Learning Python Regression Analysis — part 4 : Multiple Linear Regression

In the previous posts we saw setups, OLS and simple linear regressions. Multiple Linear Regression is similar to simple linear regression but the major difference being that we try to establish linear relationship between one response variable and more than one predictor variables. For example suppose that a researcher is studying that how the housing prices are affected by area of the apartment and the demand supply gap in that region. The response variable is apartment price (Y) and the predictor variables are area of apartment (X1) and demand supply gap (X2).

The general structure of linear regression model in this case would be:

Y = a.X1 + b.X2 + c

And instead of a line, our linear model would be in the form of a plane. In cases of more than two predictor variables, we may imagine the model as a more complex shape.

Starting with an example

We will perform multiple linear regression on the sample data set of sales of a particular segment of mobile handsets of various brands with almost similar specifications, in a particular year. In the sample dataset mentioned below in table 3, we have data for 15 handsets of similar technical specifications and we will model the sales (response variable Y) with respect to handset unit price (predictor variable X1) and advertising spends (predictor variable X2). In real world scenario, there could be several other factors affecting the sales of a handset but for the sake of simplicity in this example, we are considering only two major predictor variables.
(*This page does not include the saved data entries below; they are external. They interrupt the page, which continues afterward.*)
//! Smoke Screen Unit tests for the repair order components
//!
//! Happy-path checks of each building block in isolation from the engine
//! scenarios in `scenarios.rs`.

use chrono::{Datelike, Timelike, Utc};
use repair_orders::{
    EngineError,
    auth::{self, Action, Decision},
    config::{EngineConfig, TierThresholds},
    notify::{Notification, NotificationKind, NotificationSink, SledNotificationLog, Target},
    order::{Actor, NewOrder, Order, PricingStatus, Role, Status, TimeStamp},
    parts::{PartsRequestQueue, RequestState, SledPartsRequests},
    pricing::{Breakdown, PricingInput, recommended_total},
    tier::{ApprovalTier, classify},
    utils::new_bech32_id,
};
use tempfile::tempdir;

// UTILS MODULE TESTS
#[cfg(test)]
mod utils_tests {
    use super::*;

    #[test]
    fn generates_valid_bech32_with_hrp() {
        let encoded = new_bech32_id("order_").unwrap();
        assert!(encoded.starts_with("order_1"));
        assert!(encoded.len() > 10);
    }

    #[test]
    fn handles_empty_hrp() {
        assert!(new_bech32_id("").is_err());
    }

    #[test]
    fn generates_unique_ids() {
        let id1 = new_bech32_id("user_").unwrap();
        let id2 = new_bech32_id("user_").unwrap();
        assert_ne!(id1, id2);
    }
}

// ORDER MODULE TESTS
#[cfg(test)]
mod order_tests {
    use super::*;

    #[test]
    fn timestamp_from_parts() {
        let ts = TimeStamp::from_ymd_hms(2024, 6, 15, 10, 30, 0).unwrap();
        let dt = ts.to_datetime_utc();

        assert_eq!(dt.year(), 2024);
        assert_eq!(dt.month(), 6);
        assert_eq!(dt.day(), 15);
        assert_eq!(dt.hour(), 10);
        assert_eq!(dt.minute(), 30);
        assert!(TimeStamp::from_ymd_hms(2024, 2, 30, 0, 0, 0).is_none());
    }

    #[test]
    fn timestamp_now_is_current() {
        let diff = (Utc::now() - TimeStamp::now().to_datetime_utc()).num_seconds().abs();
        assert!(diff < 1);
    }

    #[test]
    fn ttl_is_forty_eight_hours() {
        let start = TimeStamp::from_ymd_hms(2024, 6, 1, 12, 0, 0).unwrap();
        let expiry = start.plus_hours(48);
        assert_eq!(expiry, TimeStamp::from_ymd_hms(2024, 6, 3, 12, 0, 0).unwrap());
    }

    #[test]
    fn order_cbor_roundtrip() {
        let order = Order::new(
            new_bech32_id("order_").unwrap(),
            NewOrder {
                customer_id: None,
                customer_name: "Ana".into(),
                device: "Phone".into(),
                issue: "Battery".into(),
                price: 90,
            },
            TimeStamp::now(),
        );

        let encoded = minicbor::to_vec(&order).unwrap();
        let decoded: Order = minicbor::decode(&encoded).unwrap();
        assert_eq!(order, decoded);
    }

    #[test]
    fn enum_strings_roundtrip() {
        for status in Status::ALL {
            assert_eq!(status.to_string().parse::<Status>().unwrap(), status);
        }
        for status in PricingStatus::ALL {
            assert_eq!(status.to_string().parse::<PricingStatus>().unwrap(), status);
        }
        assert!(matches!("owner".parse::<Role>(), Err(EngineError::InvalidInput(_))));
    }
}

// PRICING AND TIER TESTS
#[cfg(test)]
mod pricing_tests {
    use super::*;

    #[test]
    fn published_examples() {
        assert_eq!(recommended_total(Some(&Breakdown::new(50, 30, 0)), None, None), Some(80));
        assert_eq!(recommended_total(None, Some(100), Some(150)), Some(150));
        assert_eq!(recommended_total(None, None, None), None);
    }

    #[test]
    fn breakdown_wins_over_range() {
        let b = Breakdown::new(10, 10, 10);
        assert_eq!(recommended_total(Some(&b), Some(100), Some(900)), Some(30));
    }

    #[test]
    fn tier_boundaries() {
        let t = TierThresholds::default();
        assert_eq!(classify(Some(199), &t), ApprovalTier::AutoApproveRecommended);
        assert_eq!(classify(Some(200), &t), ApprovalTier::AdminReview);
        assert_eq!(classify(Some(500), &t), ApprovalTier::AdminReview);
        assert_eq!(classify(Some(501), &t), ApprovalTier::SuperAdminReview);
    }

    #[test]
    fn range_input_total() {
        assert_eq!(PricingInput::range(300, 400).recommended_total(), Some(400));
    }
}

// AUTH TESTS
#[cfg(test)]
mod auth_tests {
    use super::*;

    #[test]
    fn admins_assign_and_cancel() {
        let order = Order::new("order_x".into(), NewOrder::default(), TimeStamp::now());
        let admin = Actor::new("user_a", Role::Admin);
        assert_eq!(auth::check(&admin, Some(&order), Action::Assign), Decision::Allowed);
        assert_eq!(auth::check(&admin, Some(&order), Action::Cancel), Decision::Allowed);
        assert!(auth::check(&admin, Some(&order), Action::FinalizeInvoice).is_allowed());
    }
}

// CONFIG TESTS
#[cfg(test)]
mod config_tests {
    use super::*;

    #[test]
    fn default_config_is_valid() {
        let config = EngineConfig::default();
        assert!(config.validate().is_ok());
        assert_eq!(config.invoice_prefix, "INV-");
        assert_eq!(config.invoice_width, 6);
    }
}

// COLLABORATOR TESTS
#[cfg(test)]
mod collaborator_tests {
    use super::*;

    #[test]
    fn notification_log_persists_and_filters() -> anyhow::Result<()> {
        let temp_dir = tempdir()?;
        let db = sled::open(temp_dir.path().join("notify.db"))?;
        let log = SledNotificationLog::open(&db)?;

        log.dispatch(&Notification::new(
            NotificationKind::PricingProposed,
            Target::Role(Role::Admin),
            "order_a",
            "Pricing Proposed",
            "300",
        ))?;
        log.dispatch(&Notification::new(
            NotificationKind::OrderAssigned,
            Target::User("user_t".into()),
            "order_b",
            "New Order Assigned",
            "",
        ))?;

        assert_eq!(log.all()?.len(), 2);
        assert_eq!(log.for_order("order_a")?.len(), 1);
        assert_eq!(log.for_target(&Target::User("user_t".into()))?.len(), 1);
        Ok(())
    }

    #[test]
    fn parts_requests_count_pending_only() -> anyhow::Result<()> {
        let temp_dir = tempdir()?;
        let db = sled::open(temp_dir.path().join("parts.db"))?;
        let parts = SledPartsRequests::open(&db)?;

        let first = parts.open_request("order_a", "user_t", "Screen")?;
        parts.open_request("order_a", "user_t", "Adhesive")?;
        parts.open_request("order_b", "user_t", "Battery")?;
        assert_eq!(parts.pending_count("order_a")?, 2);

        parts.resolve("order_a", &first.id, RequestState::Rejected)?;
        assert_eq!(parts.pending_count("order_a")?, 1);
        assert_eq!(parts.pending_count("order_b")?, 1);

        // resolving twice is refused
        assert!(parts.resolve("order_a", &first.id, RequestState::Approved).is_err());
        assert!(parts.resolve("order_a", &first.id, RequestState::Pending).is_err());
        Ok(())
    }
}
Table 3: Input dataset for handset sales in a year.

+----------------+--------------+---------------------------+-------
| Handset S.No. | Unit price$ | Advrt spends in mn | Sales (mn) |
+----------------+--------------+---------------------------+-------
| 1 | 150 | 100 | 0.73
| 2 | 159 | 200 | 1.39
| 3 | 170 | 350 | 2.03
| 4 | 175 | 400 | 1.45
| 5 | 179 | 500 | 1.82
| 6 | 180 | 180 | 1.32
| 7 | 189 | 159 | 0.83
| 8 | 199 | 110 | 0.53
| 9 | 199 | 400 | 1.95
| 10 | 199 | 230 | 1.27
| 11 | 235 | 120 | 0.49
| 12 | 239 | 340 | 1.03
| 13 | 239 | 360 | 1.24
| 14 | 249 | 145 | 0.55
| 15 | 249 | 400 | 1.3
+----------------+--------------+---------------------------+-------

We will use the same OLS method of statsmodels to perform linear regression analysis with one response and two predictor variables.

>>> import numpy as np
>>> import statsmodels.api as sm
>>> X= [[150,100],[159,200],[170,350],[175,400],[179,500],[180,180],[189,159],[199,110],[199,400],[199,230],[235,120],[239,340],[239,360],[249,145],[249,400]]
>>> Y= [0.73,1.39,2.03,1.45,1.82,1.32,0.83,0.53,1.95,1.27,0.49,1.03,1.24,0.55,1.3]
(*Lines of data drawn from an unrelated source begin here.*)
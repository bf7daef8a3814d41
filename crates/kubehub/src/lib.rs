//! ksq kubehub: the live cluster behind the object cache and CRD lookup.

#![forbid(unsafe_code)]

use anyhow::{Context, Result};
use kube::discovery::{Discovery, Scope};
use kube::Client;
use ksq_core::{Gvk, Gvr};
use ksq_resources::Scheme;
use once_cell::sync::OnceCell;
use serde::{Deserialize, Serialize};
use tracing::{debug, info};

mod cache;
mod crd;

pub use cache::KubeCache;
pub use crd::{crd_info, KubeCrdLookup};

static CLIENT: OnceCell<Client> = OnceCell::new();

/// Shared client built from the ambient kubeconfig or in-cluster config.
pub async fn kube_client() -> Result<Client> {
    if let Some(c) = CLIENT.get() {
        return Ok(c.clone());
    }
    let client = Client::try_default().await.context("building kube client")?;
    // Concurrent callers may race here; the first stored client is kept.
    let _ = CLIENT.set(client.clone());
    debug!("kube client ready");
    Ok(client)
}

#[derive(Debug, Clone, Serialize, Deserialize)]
pub struct DiscoveredResource {
    pub group: String,
    pub version: String,
    pub kind: String,
    pub plural: String,
    pub namespaced: bool,
    /// Handled through the typed scheme rather than as unstructured.
    pub typed: bool,
}

impl DiscoveredResource {
    pub fn gvk(&self) -> Gvk {
        Gvk::new(&self.group, &self.version, &self.kind)
    }

    pub fn gvr(&self) -> Gvr {
        Gvr::new(&self.group, &self.version, &self.plural)
    }
}

/// Discover served resources (incl. CRDs), sorted by group, version, kind.
pub async fn discover(client: Client, scheme: &Scheme) -> Result<Vec<DiscoveredResource>> {
    let discovery = Discovery::new(client).run().await.context("running discovery")?;
    let mut out = Vec::new();
    for group in discovery.groups() {
        for (ar, caps) in group.recommended_resources() {
            let gvk = Gvk::new(&ar.group, &ar.version, &ar.kind);
            out.push(DiscoveredResource {
                typed: scheme.recognizes(&gvk).is_some(),
                group: ar.group,
                version: ar.version,
                kind: ar.kind,
                plural: ar.plural,
                namespaced: matches!(caps.scope, Scope::Namespaced),
            });
        }
    }
    out.sort_by(|a, b| a.group.cmp(&b.group).then(a.version.cmp(&b.version)).then(a.kind.cmp(&b.kind)));
    info!(resources = out.len(), "discovery complete");
    Ok(out)
}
We can perform linear regression without using formula api by adding a constant term for intercept, as shown already in the crop yield example.

>>> X_1=sm.add_constant(X)
>>> results=sm.OLS(Y,X_1).fit()
>>> results.params
array([ 1.63384178, -0.00637932,  0.00316077])

Here we have obtained the regression coefficients for equation, Y= c + a.X1 + b.X2 as c=1.63384178, a=-0.00637932 and b=0.00316077.

I have an opinion that as the number of predictor variables increase, use of data frames and formulas is much more convenient but there may be individual choices as well. We will perform the same exercise using the formula api in statsmodels.

>>> import pandas as pd
>>> df2=pd.DataFrame(X,columns=['Price','AdSpends'])
>>> df2['Sales']=pd.Series(Y)
>>> df2
     Price  AdSpends  Sales
0 150 100 0.73
1 159 200 1.39
2 170 350 2.03
3 175 400 1.45
4 179 500 1.82
5 180 180 1.32
6 189 159 0.83
7 199 110 0.53
8 199 400 1.95
9 199 230 1.27
10 235 120 0.49
11 239 340 1.03
12 239 360 1.24
13 249 145 0.55
14 249 400 1.30

We have created the DataFrame with our input data. And now in the steps below, we will invoke ols method of formula api.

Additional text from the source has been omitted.